Obviamente que estou a mergulhar no trabalho da Nise da Silveira, uma mulher brasileira médica e pioneira no movimento anti manicomial e que conversa com praticidade com Carl Jung. Que vem revolucionar com a sua emoção de lidar com as pessoas, ao invés de lhes dar electro choques e coisas assim e tal, muito ruim e muito mal. Ela era uma mulher privilegiada, porque pode estudar medicina numa época em que ela era a única mulher. Filha duma pianista e dum professor de matemática. Mas nem por isso deixou de ser leal aos seus princípios até ao final da sua vida, mesmo tendo sido presa durante 18 meses e afastada da profissão quase uma década entre os anos 30 e 40 durante o governo do ditador populista Getúlio Vargas. Para ela não deveriam haver classes sociais, toda a gente deveria ter direito a uma vida digna. Todos sem exceção! Os que estão dentro da caixinha, os que estão fora, os que estão dentro e fora. E o que caixinha é essa? Alguns saem da caixinha quando o afeto é esquecido. E todos e todos no fundo precisamos de dar e receber afeto sem "inhos", porque no momento que a irmã da minha amiga achou bonitinho não recorrer ao auxilio emergencial esqueceu que a sua irmã recebe esse mesmo auxilio. Por essa ordem de ideias a insensibilidade é que é sim "feinha".

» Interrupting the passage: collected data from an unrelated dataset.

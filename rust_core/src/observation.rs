//! Feed normalization
//!
//! Both inbound feeds are folded into one `Observation` shape, built once per
//! update and discarded after processing. The latest raw update from each
//! feed is also kept (`LiveFeeds`) so pending events can re-read detail at
//! fire time.

use crate::coalesce::SnapshotSource;
use crate::detail::{
    cleanup_player_display, match_goal_detail, match_penalty_detail, GoalQuery, PenaltyQuery,
};
use crate::error::EngineError;
use crate::models::{
    Draft, EventKind, FeedAEvent, FeedAUpdate, FeedBUpdate, GameStatus, GoalDraft, PenaltyDraft,
    ScoreSignature, ScoringEntry, Source, TeamInfo,
};

#[derive(Debug, Clone, PartialEq)]
pub struct Observation {
    pub source: Source,
    pub game_id: String,
    pub status: GameStatus,
    pub home: TeamInfo,
    pub away: TeamInfo,
    pub score: ScoreSignature,
    /// Identifier of the event described by `event`
    pub event_id: Option<String>,
    pub event: Option<Draft>,
    pub explicit_team_tag: Option<String>,
    pub tracked_flag: Option<bool>,
    pub period_ord: Option<String>,
    pub time_remaining: Option<String>,
}

impl Default for Observation {
    fn default() -> Self {
        Self {
            source: Source::FeedA,
            game_id: String::new(),
            status: GameStatus::Unknown,
            home: TeamInfo::default(),
            away: TeamInfo::default(),
            score: ScoreSignature::default(),
            event_id: None,
            event: None,
            explicit_team_tag: None,
            tracked_flag: None,
            period_ord: None,
            time_remaining: None,
        }
    }
}

fn require_game_id(game_id: &Option<String>, source: Source) -> Result<String, EngineError> {
    game_id
        .clone()
        .ok_or_else(|| EngineError::SourceDataGap(format!("{} update without game_id", source.as_str())))
}

/// Events are only acted on once the game is under way
fn accepts_events(status: GameStatus) -> bool {
    status.is_live() || status.is_terminal()
}

fn cleaned(value: Option<&str>) -> Option<String> {
    value
        .map(cleanup_player_display)
        .filter(|v| !v.is_empty())
}

fn upper(value: Option<&str>) -> Option<String> {
    value
        .map(|v| v.trim().to_uppercase())
        .filter(|v| !v.is_empty())
}

fn cleaned_all(names: &[String]) -> Vec<String> {
    names.iter().filter_map(|n| cleaned(Some(n.as_str()))).collect()
}

/// Draft for Feed A's last play, if it is a goal or a penalty
pub fn feed_a_draft(event: &FeedAEvent, score: ScoreSignature) -> Option<Draft> {
    match event.kind.trim().to_lowercase().as_str() {
        "goal" => Some(Draft::Goal(GoalDraft {
            scorer: cleaned(event.scorer.as_deref()),
            assists: cleaned_all(&event.assists),
            shot_type: event.shot_type.clone(),
            strength: event.strength.clone(),
            period_ord: event.period_ord.clone(),
            time: event.time_in_period.clone(),
            score: Some(score),
            team_abbrev: upper(event.team.as_deref()),
            side: None,
        })),
        "penalty" => Some(Draft::Penalty(PenaltyDraft {
            team_abbrev: upper(event.team.as_deref()),
            player: cleaned(event.committed_by.as_deref()),
            infraction: cleaned(event.penalty_name.as_deref()),
            minutes: event.minutes,
            drawn_by: cleaned(event.drawn_by.as_deref()),
            served_by: None,
            result: None,
            period_ord: event.period_ord.clone(),
            time: event.time_in_period.clone(),
        })),
        _ => None,
    }
}

/// Goal draft from Feed B's goal fields
pub fn feed_b_draft(update: &FeedBUpdate) -> GoalDraft {
    GoalDraft {
        scorer: cleaned(update.scorer_name.as_deref()),
        assists: cleaned_all(&update.assist_names),
        shot_type: update.shot_type.clone(),
        strength: update.strength.clone(),
        period_ord: update.period.clone(),
        time: update.goal_time.clone(),
        score: Some(ScoreSignature::new(update.home_score, update.away_score)),
        team_abbrev: upper(update.goal_team_abbrev.as_deref()),
        side: None,
    }
}

impl Observation {
    pub fn from_feed_a(update: &FeedAUpdate) -> Result<Self, EngineError> {
        let game_id = require_game_id(&update.game_id, Source::FeedA)?;
        let status = GameStatus::parse(&update.state);
        let score = ScoreSignature::new(update.home_score, update.away_score);

        let (event_id, event, explicit_team_tag) = match (&update.last_event, &update.last_event_id) {
            (Some(last), Some(id)) if accepts_events(status) => match feed_a_draft(last, score) {
                Some(draft) => (Some(id.clone()), Some(draft), upper(last.team.as_deref())),
                None => (None, None, None),
            },
            _ => (None, None, None),
        };

        Ok(Self {
            source: Source::FeedA,
            game_id,
            status,
            home: update.home.clone(),
            away: update.away.clone(),
            score,
            event_id,
            event,
            explicit_team_tag,
            tracked_flag: None,
            period_ord: update.period_ord.clone(),
            time_remaining: update.time_remaining.clone(),
        })
    }

    pub fn from_feed_b(update: &FeedBUpdate) -> Result<Self, EngineError> {
        let game_id = require_game_id(&update.game_id, Source::FeedB)?;
        let status = GameStatus::parse(&update.state);

        let (event_id, event) = match &update.goal_event_id {
            Some(id) if accepts_events(status) => {
                (Some(id.clone()), Some(Draft::Goal(feed_b_draft(update))))
            }
            _ => (None, None),
        };

        Ok(Self {
            source: Source::FeedB,
            game_id,
            status,
            home: update.home.clone(),
            away: update.away.clone(),
            score: ScoreSignature::new(update.home_score, update.away_score),
            event_id,
            event,
            explicit_team_tag: upper(update.goal_team_abbrev.as_deref()),
            tracked_flag: update.goal_tracked_team,
            period_ord: update.period.clone(),
            time_remaining: update.time_remaining.clone(),
        })
    }

    pub fn event_kind(&self) -> Option<EventKind> {
        self.event.as_ref().map(Draft::kind)
    }
}

/// Latest raw update from each feed for the current session
#[derive(Debug, Clone, Default)]
pub struct LiveFeeds {
    pub feed_a: Option<FeedAUpdate>,
    pub feed_b: Option<FeedBUpdate>,
}

impl LiveFeeds {
    pub fn scoring_feed(&self) -> &[ScoringEntry] {
        self.feed_a
            .as_ref()
            .map(|a| a.scoring_detail.as_slice())
            .unwrap_or(&[])
    }

    pub fn last_play(&self) -> Option<&str> {
        self.feed_a.as_ref().and_then(|a| a.last_play.as_deref())
    }

    pub fn clear(&mut self) {
        self.feed_a = None;
        self.feed_b = None;
    }

    fn feed_a_event(&self, event_id: &str) -> Option<Draft> {
        let update = self.feed_a.as_ref()?;
        if update.last_event_id.as_deref() != Some(event_id) {
            return None;
        }
        let score = ScoreSignature::new(update.home_score, update.away_score);
        update.last_event.as_ref().and_then(|e| feed_a_draft(e, score))
    }

    fn feed_b_goal(&self, event_id: &str) -> Option<GoalDraft> {
        let update = self.feed_b.as_ref()?;
        if update.goal_event_id.as_deref() != Some(event_id) {
            return None;
        }
        Some(feed_b_draft(update))
    }

    fn goal_detail(&self, event_id: &str, pending: &GoalDraft) -> Option<GoalDraft> {
        let score_str = pending.score.map(|s| s.score_str());
        let matched = match_goal_detail(
            self.scoring_feed(),
            &GoalQuery {
                team_abbr: pending.team_abbrev.as_deref(),
                score_str: score_str.as_deref(),
                scorer: None,
                time: None,
            },
        );

        let mut found = matched.is_some();
        let mut detail = matched.unwrap_or_default();
        if let Some(Draft::Goal(goal)) = self.feed_a_event(event_id) {
            detail.overlay(&goal);
            found = true;
        }
        if let Some(goal) = self.feed_b_goal(event_id) {
            detail.overlay(&goal);
            found = true;
        }
        // Score was fixed when the goal was first seen; later snapshots may
        // already show subsequent goals
        detail.score = None;
        found.then_some(detail)
    }

    fn penalty_detail(&self, event_id: &str, pending: &PenaltyDraft) -> Option<PenaltyDraft> {
        let penalties = self
            .feed_a
            .as_ref()
            .map(|a| a.penalty_detail.as_slice())
            .unwrap_or(&[]);
        let matched = match_penalty_detail(
            penalties,
            &PenaltyQuery {
                team_abbr: pending.team_abbrev.as_deref(),
                infraction: pending.infraction.as_deref(),
                player: pending.player.as_deref(),
                time: pending.time.as_deref(),
                period_ord: pending.period_ord.as_deref(),
            },
        );

        let mut found = matched.is_some();
        let mut detail = matched.unwrap_or_default();
        if let Some(Draft::Penalty(penalty)) = self.feed_a_event(event_id) {
            detail.overlay(&penalty);
            found = true;
        }
        found.then_some(detail)
    }
}

impl SnapshotSource for LiveFeeds {
    fn latest_detail(&self, event_id: &str, pending: &Draft) -> Option<Draft> {
        match pending {
            Draft::Goal(goal) => self.goal_detail(event_id, goal).map(Draft::Goal),
            Draft::Penalty(penalty) => self.penalty_detail(event_id, penalty).map(Draft::Penalty),
        }
    }
}

#[cfg(test)]
mod tests {
    use super::*;
    use crate::models::PenaltyEntry;

    fn feed_a(state: &str, kind: &str) -> FeedAUpdate {
        FeedAUpdate {
            game_id: Some("g1".to_string()),
            state: state.to_string(),
            home: TeamInfo::new("TOR", "Toronto Maple Leafs"),
            away: TeamInfo::new("BOS", "Boston Bruins"),
            home_score: 1,
            away_score: 0,
            last_event: Some(FeedAEvent {
                kind: kind.to_string(),
                team: Some("tor".to_string()),
                scorer: Some("Auston Matthews #34".to_string()),
                assists: vec!["Mitch Marner".to_string()],
                committed_by: Some("Morgan Rielly".to_string()),
                penalty_name: Some("Hooking".to_string()),
                minutes: Some(2),
                time_in_period: Some("05:00".to_string()),
                period_ord: Some("1st".to_string()),
                ..Default::default()
            }),
            last_event_id: Some("101".to_string()),
            ..Default::default()
        }
    }

    #[test]
    fn test_feed_a_goal_observation() {
        let obs = Observation::from_feed_a(&feed_a("LIVE", "goal")).unwrap();
        assert_eq!(obs.event_id.as_deref(), Some("101"));
        assert_eq!(obs.explicit_team_tag.as_deref(), Some("TOR"));
        match obs.event {
            Some(Draft::Goal(goal)) => {
                assert_eq!(goal.scorer.as_deref(), Some("Auston Matthews"));
                assert_eq!(goal.score, Some(ScoreSignature::new(1, 0)));
            }
            other => panic!("expected goal draft, got {:?}", other),
        }
    }

    #[test]
    fn test_feed_a_penalty_and_other_plays() {
        let obs = Observation::from_feed_a(&feed_a("LIVE", "penalty")).unwrap();
        assert_eq!(obs.event_kind(), Some(EventKind::Penalty));

        let obs = Observation::from_feed_a(&feed_a("LIVE", "faceoff")).unwrap();
        assert!(obs.event.is_none());
        assert!(obs.event_id.is_none());
    }

    #[test]
    fn test_pregame_events_ignored() {
        let obs = Observation::from_feed_a(&feed_a("PRE", "goal")).unwrap();
        assert!(obs.event.is_none());
        assert_eq!(obs.status, GameStatus::Pregame);
    }

    #[test]
    fn test_missing_game_id_is_data_gap() {
        let mut update = feed_a("LIVE", "goal");
        update.game_id = None;
        let err = Observation::from_feed_a(&update).unwrap_err();
        assert_eq!(err.kind(), "source_data_gap");
    }

    #[test]
    fn test_feed_b_observation() {
        let update = FeedBUpdate {
            game_id: Some("g1".to_string()),
            state: "LIVE".to_string(),
            home_score: 2,
            away_score: 1,
            goal_event_id: Some("55".to_string()),
            goal_team_abbrev: Some("TOR".to_string()),
            goal_tracked_team: Some(true),
            scorer_name: Some("William Nylander".to_string()),
            ..Default::default()
        };
        let obs = Observation::from_feed_b(&update).unwrap();
        assert_eq!(obs.source, Source::FeedB);
        assert_eq!(obs.event_id.as_deref(), Some("55"));
        assert_eq!(obs.tracked_flag, Some(true));
        assert_eq!(obs.event.and_then(|d| d.goal_score()), Some(ScoreSignature::new(2, 1)));
    }

    #[test]
    fn test_live_feeds_late_detail() {
        let mut update = feed_a("LIVE", "goal");
        update.scoring_detail = vec![ScoringEntry {
            team_abbr: Some("TOR".to_string()),
            score_str: Some("1-0".to_string()),
            scorer: Some("Auston Matthews".to_string()),
            shot_type: Some("Snap".to_string()),
            ..Default::default()
        }];
        let feeds = LiveFeeds {
            feed_a: Some(update),
            feed_b: None,
        };

        let pending = Draft::Goal(GoalDraft {
            team_abbrev: Some("TOR".to_string()),
            score: Some(ScoreSignature::new(1, 0)),
            ..Default::default()
        });
        match feeds.latest_detail("101", &pending) {
            Some(Draft::Goal(goal)) => {
                assert_eq!(goal.shot_type.as_deref(), Some("Snap"));
                assert_eq!(goal.assists, vec!["Mitch Marner".to_string()]);
                assert!(goal.score.is_none());
            }
            other => panic!("expected goal detail, got {:?}", other),
        }

        // Unknown id with no matching summary row
        let pending = Draft::Goal(GoalDraft {
            score: Some(ScoreSignature::new(5, 5)),
            ..Default::default()
        });
        assert!(feeds.latest_detail("999", &pending).is_none());
    }

    #[test]
    fn test_live_feeds_penalty_detail() {
        let mut update = feed_a("LIVE", "faceoff");
        update.penalty_detail = vec![PenaltyEntry {
            team_abbr: Some("BOS".to_string()),
            name: Some("Tripping".to_string()),
            player: Some("Brad Marchand".to_string()),
            served_by: Some("David Pastrnak".to_string()),
            ..Default::default()
        }];
        let feeds = LiveFeeds {
            feed_a: Some(update),
            feed_b: None,
        };
        let pending = Draft::Penalty(PenaltyDraft {
            team_abbrev: Some("BOS".to_string()),
            player: Some("Brad Marchand".to_string()),
            ..Default::default()
        });
        match feeds.latest_detail("7", &pending) {
            Some(Draft::Penalty(p)) => assert_eq!(p.served_by.as_deref(), Some("David Pastrnak")),
            other => panic!("expected penalty detail, got {:?}", other),
        }
    }
}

Deixemos-mos, então, afetar pelo afeto ao invés de andarmos afetados com as nossas ( salvo seja) maniazinhas meritocratas. Lidar com afeto com os meritocratas também é uma emoção que requer despojamento de cinismo. Já que o que nos incomoda nos outros diz algo de nós, não necessariamente o mesmo. Isto é, o que precisamos de trabalhar dentro de nós para manter a lucidez do afeto, mesmo quando escutamos ou assistimos a algo que nos possa tirar do eixo. Voltar ao eixo é o grande desafio; Enfim, já é mais que tempo de nos cair a ficha que tudo isto é uma grande mandala com outras mandalas interligadas de geometria cósmica.
Ah! A emoção de lidar é uma expressão da Nise da Silveira, mulher inspiradora e muito corajosa por enfrentar uma lógica de agressividade exercida por médicos e psiquiatras do seu tempo. Mudemos a página DOS TEMPOS COM AFETO E EMOÇÃO DE LIDAR.